:: TASK PROMPT ::
For each line of the data below, test for "expected". Report only the number of lines that pass.

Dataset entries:
#####

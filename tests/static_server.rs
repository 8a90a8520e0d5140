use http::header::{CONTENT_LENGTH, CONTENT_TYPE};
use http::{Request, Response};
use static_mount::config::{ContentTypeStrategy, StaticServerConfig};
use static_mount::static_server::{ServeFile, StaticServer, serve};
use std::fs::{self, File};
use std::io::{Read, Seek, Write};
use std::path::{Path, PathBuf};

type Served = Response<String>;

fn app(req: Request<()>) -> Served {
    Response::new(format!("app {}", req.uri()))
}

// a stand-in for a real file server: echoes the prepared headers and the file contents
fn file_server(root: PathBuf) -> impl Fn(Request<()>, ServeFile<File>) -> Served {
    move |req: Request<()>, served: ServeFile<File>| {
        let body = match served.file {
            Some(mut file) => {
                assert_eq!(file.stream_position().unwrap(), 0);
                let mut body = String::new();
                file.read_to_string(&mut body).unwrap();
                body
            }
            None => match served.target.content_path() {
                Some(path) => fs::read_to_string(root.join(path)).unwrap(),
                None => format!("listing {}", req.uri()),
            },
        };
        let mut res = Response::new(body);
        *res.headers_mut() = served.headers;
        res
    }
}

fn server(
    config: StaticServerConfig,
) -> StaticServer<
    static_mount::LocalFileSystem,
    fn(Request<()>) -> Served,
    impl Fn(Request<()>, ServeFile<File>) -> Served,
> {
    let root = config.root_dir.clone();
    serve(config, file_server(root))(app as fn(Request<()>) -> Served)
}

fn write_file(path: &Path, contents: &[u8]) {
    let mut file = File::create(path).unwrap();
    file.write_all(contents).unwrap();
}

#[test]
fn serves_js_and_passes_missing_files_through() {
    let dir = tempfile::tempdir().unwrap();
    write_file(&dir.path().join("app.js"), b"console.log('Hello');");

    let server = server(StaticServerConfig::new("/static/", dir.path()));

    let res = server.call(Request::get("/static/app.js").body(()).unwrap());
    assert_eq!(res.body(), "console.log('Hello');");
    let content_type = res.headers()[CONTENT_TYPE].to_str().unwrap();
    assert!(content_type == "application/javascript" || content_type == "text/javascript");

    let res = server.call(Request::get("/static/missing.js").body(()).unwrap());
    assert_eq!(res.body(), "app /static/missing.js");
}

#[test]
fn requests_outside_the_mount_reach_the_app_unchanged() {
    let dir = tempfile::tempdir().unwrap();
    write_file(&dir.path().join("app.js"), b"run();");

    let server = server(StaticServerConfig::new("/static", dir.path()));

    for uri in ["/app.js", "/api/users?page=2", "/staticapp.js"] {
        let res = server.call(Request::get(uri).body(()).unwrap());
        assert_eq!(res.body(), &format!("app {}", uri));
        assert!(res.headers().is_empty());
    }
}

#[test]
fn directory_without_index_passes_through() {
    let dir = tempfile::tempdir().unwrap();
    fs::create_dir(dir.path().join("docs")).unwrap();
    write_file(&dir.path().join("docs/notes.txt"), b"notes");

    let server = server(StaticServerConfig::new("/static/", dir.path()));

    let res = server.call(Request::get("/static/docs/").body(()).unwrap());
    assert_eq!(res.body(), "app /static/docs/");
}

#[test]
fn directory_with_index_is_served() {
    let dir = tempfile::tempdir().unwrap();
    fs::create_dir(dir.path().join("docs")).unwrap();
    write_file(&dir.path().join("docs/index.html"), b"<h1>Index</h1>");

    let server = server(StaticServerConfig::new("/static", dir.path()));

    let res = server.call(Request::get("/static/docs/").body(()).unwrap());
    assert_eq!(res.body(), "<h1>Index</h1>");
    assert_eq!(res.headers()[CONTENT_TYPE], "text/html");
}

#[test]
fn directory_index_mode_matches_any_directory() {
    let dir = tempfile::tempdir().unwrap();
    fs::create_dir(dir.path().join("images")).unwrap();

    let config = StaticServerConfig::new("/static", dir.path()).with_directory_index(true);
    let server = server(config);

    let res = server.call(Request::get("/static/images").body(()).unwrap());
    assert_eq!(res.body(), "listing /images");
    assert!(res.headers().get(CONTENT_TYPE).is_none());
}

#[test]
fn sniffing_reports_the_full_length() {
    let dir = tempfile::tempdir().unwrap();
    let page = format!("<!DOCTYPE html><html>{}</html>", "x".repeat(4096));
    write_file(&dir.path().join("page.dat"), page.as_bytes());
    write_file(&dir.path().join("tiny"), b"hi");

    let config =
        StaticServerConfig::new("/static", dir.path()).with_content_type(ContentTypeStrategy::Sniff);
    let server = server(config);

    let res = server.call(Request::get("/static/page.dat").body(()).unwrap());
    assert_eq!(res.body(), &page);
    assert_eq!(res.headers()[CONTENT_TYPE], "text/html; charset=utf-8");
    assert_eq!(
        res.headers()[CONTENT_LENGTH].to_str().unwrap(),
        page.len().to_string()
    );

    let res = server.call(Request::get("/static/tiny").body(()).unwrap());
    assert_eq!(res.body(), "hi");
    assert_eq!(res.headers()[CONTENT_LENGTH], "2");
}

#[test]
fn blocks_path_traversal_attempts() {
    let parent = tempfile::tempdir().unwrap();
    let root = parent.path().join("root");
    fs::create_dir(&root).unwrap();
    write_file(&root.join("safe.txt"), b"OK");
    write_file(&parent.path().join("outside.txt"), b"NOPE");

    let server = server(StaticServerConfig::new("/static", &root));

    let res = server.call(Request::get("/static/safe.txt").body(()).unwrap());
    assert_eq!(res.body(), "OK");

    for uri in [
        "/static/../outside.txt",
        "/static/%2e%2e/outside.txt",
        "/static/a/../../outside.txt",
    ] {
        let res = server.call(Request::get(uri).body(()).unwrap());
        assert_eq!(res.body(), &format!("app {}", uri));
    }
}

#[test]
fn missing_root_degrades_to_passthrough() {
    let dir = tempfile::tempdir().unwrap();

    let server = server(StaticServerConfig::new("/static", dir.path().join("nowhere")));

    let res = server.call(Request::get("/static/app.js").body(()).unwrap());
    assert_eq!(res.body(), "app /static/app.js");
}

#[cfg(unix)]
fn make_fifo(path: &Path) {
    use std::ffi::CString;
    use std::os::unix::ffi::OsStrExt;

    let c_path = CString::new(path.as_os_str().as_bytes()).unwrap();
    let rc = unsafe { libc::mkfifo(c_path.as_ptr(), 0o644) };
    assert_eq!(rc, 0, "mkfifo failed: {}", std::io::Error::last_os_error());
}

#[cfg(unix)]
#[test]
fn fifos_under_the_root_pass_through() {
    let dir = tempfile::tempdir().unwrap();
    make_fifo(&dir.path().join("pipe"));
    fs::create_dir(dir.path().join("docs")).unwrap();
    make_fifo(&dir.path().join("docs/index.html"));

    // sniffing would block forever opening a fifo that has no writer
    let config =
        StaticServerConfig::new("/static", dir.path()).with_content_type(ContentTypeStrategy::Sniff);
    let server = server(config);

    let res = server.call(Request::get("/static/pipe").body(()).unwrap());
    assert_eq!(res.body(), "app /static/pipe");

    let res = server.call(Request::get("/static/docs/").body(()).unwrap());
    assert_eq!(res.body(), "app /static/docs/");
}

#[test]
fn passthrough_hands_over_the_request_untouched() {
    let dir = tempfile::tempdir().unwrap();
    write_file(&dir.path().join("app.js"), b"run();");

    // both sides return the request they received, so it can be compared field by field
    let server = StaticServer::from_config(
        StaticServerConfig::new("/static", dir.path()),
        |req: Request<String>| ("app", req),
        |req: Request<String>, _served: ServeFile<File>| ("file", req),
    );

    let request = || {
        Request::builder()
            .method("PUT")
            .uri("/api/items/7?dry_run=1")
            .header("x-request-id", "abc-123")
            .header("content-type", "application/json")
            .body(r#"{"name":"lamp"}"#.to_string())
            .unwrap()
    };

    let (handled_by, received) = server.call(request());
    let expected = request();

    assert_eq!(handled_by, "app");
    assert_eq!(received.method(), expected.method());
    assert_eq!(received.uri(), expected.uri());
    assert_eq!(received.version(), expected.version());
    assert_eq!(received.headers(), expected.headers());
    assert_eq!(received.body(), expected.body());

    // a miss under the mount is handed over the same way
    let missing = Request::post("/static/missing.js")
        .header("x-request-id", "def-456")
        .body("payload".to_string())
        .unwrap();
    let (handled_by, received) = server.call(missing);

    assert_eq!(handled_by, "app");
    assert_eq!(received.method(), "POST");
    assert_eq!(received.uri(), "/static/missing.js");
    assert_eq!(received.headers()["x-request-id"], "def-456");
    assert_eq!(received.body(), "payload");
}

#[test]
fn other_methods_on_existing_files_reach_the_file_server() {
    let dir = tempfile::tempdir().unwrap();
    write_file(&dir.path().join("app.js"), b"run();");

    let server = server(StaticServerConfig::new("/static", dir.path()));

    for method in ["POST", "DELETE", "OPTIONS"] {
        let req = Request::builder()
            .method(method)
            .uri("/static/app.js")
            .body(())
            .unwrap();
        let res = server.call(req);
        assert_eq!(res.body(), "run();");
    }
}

#####

:: YOUR RESPONSE ::
6